ACTIVITY
How many lines in the data below have the string "targets"? Reply with the number alone.

Collected data:
- - - - -
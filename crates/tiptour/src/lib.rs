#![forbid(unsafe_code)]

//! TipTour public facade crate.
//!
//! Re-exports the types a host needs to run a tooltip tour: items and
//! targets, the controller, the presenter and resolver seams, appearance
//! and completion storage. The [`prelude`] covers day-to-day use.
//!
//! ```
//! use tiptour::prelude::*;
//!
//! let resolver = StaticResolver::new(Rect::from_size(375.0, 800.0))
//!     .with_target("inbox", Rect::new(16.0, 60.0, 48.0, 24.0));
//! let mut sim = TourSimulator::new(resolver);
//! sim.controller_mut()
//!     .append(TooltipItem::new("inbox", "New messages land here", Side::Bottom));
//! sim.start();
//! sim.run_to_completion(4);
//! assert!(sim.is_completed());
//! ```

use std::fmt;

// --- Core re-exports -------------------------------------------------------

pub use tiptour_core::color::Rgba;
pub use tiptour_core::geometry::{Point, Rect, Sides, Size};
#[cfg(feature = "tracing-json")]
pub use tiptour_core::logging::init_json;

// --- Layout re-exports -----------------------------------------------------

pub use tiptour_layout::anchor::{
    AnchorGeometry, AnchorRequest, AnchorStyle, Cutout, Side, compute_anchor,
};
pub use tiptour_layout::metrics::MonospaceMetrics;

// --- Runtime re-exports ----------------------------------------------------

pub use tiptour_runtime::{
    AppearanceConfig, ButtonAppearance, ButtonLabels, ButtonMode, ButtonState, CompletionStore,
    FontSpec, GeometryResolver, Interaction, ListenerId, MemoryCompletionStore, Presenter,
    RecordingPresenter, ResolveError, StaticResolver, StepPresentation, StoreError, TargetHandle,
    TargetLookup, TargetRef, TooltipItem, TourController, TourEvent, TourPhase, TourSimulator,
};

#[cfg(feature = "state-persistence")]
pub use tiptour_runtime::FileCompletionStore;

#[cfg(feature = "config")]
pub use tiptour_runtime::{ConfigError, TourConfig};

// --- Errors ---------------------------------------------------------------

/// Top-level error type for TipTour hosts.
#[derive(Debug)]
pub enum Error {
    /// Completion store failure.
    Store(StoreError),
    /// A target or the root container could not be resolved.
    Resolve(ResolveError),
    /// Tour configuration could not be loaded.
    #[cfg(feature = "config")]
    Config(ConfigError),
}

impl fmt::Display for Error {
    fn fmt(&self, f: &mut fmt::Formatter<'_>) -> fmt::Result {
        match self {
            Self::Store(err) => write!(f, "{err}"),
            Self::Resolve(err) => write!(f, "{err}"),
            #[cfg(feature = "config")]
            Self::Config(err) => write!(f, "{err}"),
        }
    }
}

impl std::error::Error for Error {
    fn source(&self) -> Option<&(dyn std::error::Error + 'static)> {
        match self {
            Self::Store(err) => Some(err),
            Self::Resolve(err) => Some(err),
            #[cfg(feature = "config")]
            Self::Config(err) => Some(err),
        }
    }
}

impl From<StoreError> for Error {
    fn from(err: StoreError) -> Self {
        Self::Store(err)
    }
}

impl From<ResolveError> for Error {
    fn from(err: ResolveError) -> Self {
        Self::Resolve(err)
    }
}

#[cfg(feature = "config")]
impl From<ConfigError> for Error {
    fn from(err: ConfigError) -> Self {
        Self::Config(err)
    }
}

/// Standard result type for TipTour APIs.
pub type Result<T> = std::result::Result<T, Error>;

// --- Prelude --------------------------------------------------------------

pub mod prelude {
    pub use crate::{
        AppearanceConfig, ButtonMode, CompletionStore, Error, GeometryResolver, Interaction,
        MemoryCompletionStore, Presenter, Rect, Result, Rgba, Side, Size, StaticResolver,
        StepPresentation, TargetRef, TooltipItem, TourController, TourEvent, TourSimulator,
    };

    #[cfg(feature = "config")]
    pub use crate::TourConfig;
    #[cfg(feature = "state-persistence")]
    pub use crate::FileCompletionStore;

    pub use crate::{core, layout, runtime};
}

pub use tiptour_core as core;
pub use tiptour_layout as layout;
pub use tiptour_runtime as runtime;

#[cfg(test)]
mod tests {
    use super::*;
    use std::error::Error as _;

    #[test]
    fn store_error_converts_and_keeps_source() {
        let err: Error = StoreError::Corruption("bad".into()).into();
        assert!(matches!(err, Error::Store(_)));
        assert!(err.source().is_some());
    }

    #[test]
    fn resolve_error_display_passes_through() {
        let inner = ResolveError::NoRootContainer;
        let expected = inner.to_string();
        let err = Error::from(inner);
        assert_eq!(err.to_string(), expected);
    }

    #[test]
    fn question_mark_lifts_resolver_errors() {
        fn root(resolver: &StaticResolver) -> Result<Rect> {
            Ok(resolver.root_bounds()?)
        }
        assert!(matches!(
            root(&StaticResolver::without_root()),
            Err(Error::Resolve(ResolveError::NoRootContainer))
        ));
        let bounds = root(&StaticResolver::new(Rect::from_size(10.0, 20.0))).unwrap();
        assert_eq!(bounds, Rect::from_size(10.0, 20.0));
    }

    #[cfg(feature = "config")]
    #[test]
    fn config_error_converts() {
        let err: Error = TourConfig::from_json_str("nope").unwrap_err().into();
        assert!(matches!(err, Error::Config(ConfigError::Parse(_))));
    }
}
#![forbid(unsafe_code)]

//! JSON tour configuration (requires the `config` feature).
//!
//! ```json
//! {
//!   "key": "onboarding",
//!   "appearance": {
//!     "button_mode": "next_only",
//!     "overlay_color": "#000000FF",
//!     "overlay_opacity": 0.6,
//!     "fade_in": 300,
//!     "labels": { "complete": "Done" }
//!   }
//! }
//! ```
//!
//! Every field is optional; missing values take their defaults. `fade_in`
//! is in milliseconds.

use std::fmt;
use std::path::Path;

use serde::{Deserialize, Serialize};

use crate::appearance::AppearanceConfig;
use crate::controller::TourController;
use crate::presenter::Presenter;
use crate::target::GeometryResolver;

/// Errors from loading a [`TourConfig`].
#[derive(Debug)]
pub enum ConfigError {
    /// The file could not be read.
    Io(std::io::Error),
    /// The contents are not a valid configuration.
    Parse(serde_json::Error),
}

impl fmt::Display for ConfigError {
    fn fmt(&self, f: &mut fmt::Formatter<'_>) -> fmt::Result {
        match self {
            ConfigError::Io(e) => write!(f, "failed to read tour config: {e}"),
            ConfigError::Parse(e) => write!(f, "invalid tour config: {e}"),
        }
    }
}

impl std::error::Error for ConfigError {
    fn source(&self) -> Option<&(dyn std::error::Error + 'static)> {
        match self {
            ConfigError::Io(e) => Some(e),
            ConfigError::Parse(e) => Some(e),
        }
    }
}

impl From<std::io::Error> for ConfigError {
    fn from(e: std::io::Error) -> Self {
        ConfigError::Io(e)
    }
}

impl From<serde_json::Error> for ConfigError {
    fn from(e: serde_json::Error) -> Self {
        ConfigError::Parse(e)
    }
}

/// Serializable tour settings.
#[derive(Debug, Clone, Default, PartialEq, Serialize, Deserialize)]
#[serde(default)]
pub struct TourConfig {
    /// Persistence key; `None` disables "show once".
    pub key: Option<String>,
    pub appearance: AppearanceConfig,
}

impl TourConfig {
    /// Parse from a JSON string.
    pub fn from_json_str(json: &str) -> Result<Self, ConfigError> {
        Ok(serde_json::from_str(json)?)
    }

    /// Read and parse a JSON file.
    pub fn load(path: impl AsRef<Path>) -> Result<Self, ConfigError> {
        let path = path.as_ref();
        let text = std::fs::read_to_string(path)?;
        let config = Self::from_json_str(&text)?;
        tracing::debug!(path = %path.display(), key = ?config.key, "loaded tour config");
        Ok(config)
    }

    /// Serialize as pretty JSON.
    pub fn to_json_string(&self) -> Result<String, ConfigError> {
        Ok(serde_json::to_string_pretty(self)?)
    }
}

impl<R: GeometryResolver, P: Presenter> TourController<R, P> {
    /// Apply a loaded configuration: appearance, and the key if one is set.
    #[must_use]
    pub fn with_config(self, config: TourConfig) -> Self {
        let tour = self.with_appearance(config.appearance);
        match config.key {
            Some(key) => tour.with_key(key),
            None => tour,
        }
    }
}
- - - - -
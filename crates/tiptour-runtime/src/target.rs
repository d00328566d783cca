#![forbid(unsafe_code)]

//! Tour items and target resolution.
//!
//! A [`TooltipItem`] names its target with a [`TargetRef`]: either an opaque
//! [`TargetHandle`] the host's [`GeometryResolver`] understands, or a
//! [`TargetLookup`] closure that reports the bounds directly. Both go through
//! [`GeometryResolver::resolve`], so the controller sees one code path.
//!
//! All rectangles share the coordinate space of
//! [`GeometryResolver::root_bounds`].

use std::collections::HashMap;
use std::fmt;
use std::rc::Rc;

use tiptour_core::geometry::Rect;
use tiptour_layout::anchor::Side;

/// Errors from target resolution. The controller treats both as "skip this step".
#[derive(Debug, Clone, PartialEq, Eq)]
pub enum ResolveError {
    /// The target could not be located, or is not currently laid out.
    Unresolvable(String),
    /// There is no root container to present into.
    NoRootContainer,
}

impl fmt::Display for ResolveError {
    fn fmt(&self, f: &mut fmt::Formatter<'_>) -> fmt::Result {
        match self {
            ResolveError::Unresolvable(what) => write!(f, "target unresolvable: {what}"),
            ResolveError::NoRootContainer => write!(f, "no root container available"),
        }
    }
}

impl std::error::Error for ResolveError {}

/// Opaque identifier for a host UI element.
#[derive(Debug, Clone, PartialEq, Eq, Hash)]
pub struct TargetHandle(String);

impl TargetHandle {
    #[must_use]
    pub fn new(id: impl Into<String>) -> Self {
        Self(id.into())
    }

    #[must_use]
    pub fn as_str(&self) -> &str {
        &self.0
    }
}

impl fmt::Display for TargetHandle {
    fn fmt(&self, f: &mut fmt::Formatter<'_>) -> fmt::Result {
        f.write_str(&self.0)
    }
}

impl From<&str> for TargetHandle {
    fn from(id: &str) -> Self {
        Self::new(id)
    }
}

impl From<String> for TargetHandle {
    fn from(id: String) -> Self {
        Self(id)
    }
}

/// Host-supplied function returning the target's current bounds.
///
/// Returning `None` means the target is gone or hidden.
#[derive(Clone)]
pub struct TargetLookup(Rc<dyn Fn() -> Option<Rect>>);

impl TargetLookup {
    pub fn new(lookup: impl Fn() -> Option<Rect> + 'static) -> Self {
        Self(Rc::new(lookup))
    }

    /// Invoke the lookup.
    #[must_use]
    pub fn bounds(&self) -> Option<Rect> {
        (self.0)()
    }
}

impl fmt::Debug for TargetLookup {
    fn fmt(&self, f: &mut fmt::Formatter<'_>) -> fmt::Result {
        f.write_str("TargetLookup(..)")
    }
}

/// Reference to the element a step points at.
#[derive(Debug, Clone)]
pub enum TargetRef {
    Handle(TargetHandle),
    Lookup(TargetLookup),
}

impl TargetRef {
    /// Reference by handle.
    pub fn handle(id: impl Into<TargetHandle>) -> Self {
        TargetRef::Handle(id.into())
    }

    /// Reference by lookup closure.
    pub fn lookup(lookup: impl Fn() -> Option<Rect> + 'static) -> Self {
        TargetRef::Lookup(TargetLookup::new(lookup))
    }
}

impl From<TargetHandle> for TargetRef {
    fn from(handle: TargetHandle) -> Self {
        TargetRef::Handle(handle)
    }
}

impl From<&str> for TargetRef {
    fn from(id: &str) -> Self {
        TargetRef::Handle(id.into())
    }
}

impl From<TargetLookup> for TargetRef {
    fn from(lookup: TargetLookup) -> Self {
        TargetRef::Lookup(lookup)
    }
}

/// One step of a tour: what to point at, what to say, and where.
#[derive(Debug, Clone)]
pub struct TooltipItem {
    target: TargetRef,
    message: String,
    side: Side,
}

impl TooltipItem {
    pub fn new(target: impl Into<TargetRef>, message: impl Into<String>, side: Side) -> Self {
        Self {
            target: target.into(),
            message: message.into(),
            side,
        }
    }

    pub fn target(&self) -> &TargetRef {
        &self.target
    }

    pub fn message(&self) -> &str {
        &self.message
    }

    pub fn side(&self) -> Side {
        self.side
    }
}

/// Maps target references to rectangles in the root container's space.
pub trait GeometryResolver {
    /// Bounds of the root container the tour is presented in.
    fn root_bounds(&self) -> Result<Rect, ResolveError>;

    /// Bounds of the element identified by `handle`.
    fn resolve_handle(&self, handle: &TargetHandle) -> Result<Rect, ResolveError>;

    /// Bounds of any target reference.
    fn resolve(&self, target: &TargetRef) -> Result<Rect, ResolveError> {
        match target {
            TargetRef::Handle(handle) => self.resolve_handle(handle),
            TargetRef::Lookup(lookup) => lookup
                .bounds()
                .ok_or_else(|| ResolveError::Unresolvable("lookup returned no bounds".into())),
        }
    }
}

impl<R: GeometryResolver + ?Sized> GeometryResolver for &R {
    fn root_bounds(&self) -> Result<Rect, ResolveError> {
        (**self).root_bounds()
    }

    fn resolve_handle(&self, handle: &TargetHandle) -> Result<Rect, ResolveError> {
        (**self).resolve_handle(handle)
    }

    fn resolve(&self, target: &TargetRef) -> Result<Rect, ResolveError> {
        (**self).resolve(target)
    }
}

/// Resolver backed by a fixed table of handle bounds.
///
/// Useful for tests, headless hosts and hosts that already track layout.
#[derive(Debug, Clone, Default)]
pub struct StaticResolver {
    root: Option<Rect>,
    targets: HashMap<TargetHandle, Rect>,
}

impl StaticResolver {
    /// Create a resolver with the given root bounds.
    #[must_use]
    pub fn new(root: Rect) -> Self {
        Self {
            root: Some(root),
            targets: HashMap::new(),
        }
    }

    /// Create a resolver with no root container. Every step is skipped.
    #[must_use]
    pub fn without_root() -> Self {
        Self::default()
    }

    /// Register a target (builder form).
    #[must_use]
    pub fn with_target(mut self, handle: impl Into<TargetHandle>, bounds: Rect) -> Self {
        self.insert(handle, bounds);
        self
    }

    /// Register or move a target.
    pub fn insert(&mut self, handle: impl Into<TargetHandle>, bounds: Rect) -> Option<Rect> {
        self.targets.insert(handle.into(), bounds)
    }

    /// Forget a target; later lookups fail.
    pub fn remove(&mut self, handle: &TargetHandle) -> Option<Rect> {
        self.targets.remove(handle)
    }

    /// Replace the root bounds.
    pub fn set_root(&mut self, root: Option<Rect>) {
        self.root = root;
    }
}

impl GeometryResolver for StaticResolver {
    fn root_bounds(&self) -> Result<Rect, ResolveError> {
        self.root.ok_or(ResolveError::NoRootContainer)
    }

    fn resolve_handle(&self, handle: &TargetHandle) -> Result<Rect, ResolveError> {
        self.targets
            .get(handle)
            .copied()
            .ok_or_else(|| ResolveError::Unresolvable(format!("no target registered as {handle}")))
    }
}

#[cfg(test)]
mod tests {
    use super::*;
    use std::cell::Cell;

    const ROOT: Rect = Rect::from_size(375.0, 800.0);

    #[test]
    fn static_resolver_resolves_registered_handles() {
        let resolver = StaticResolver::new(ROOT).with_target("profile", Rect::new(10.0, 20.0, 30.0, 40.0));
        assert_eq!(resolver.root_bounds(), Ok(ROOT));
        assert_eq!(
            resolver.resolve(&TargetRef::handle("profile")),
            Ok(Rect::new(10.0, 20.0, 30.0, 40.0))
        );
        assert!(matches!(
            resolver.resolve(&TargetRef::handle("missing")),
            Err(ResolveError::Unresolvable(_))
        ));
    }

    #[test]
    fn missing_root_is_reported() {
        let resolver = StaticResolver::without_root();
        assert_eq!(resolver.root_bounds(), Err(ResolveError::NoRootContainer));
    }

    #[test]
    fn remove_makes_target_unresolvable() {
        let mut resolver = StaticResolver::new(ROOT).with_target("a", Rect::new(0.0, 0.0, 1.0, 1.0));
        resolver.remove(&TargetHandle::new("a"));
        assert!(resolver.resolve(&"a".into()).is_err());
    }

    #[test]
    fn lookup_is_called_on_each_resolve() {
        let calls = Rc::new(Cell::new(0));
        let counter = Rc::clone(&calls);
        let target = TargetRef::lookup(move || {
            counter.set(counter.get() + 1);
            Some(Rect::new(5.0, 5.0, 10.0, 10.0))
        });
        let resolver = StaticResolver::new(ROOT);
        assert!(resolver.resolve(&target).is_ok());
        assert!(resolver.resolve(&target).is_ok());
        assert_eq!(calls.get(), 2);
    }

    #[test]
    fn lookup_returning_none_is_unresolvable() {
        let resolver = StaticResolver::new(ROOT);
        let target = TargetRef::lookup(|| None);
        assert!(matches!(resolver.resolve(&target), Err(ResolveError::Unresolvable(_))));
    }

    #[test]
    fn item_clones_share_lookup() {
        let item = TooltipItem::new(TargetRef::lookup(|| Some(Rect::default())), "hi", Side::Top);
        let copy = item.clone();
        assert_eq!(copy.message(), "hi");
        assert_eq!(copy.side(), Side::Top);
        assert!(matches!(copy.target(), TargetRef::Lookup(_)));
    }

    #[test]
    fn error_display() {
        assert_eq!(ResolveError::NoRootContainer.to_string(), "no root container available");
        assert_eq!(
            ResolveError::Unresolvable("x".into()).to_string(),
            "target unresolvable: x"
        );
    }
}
- - - - -
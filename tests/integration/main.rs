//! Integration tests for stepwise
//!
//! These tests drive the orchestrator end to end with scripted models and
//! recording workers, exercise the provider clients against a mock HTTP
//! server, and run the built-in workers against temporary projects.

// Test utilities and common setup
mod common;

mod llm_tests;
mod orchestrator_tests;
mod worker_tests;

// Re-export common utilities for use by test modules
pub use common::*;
- - - - -
EXERCISE ANSWER
6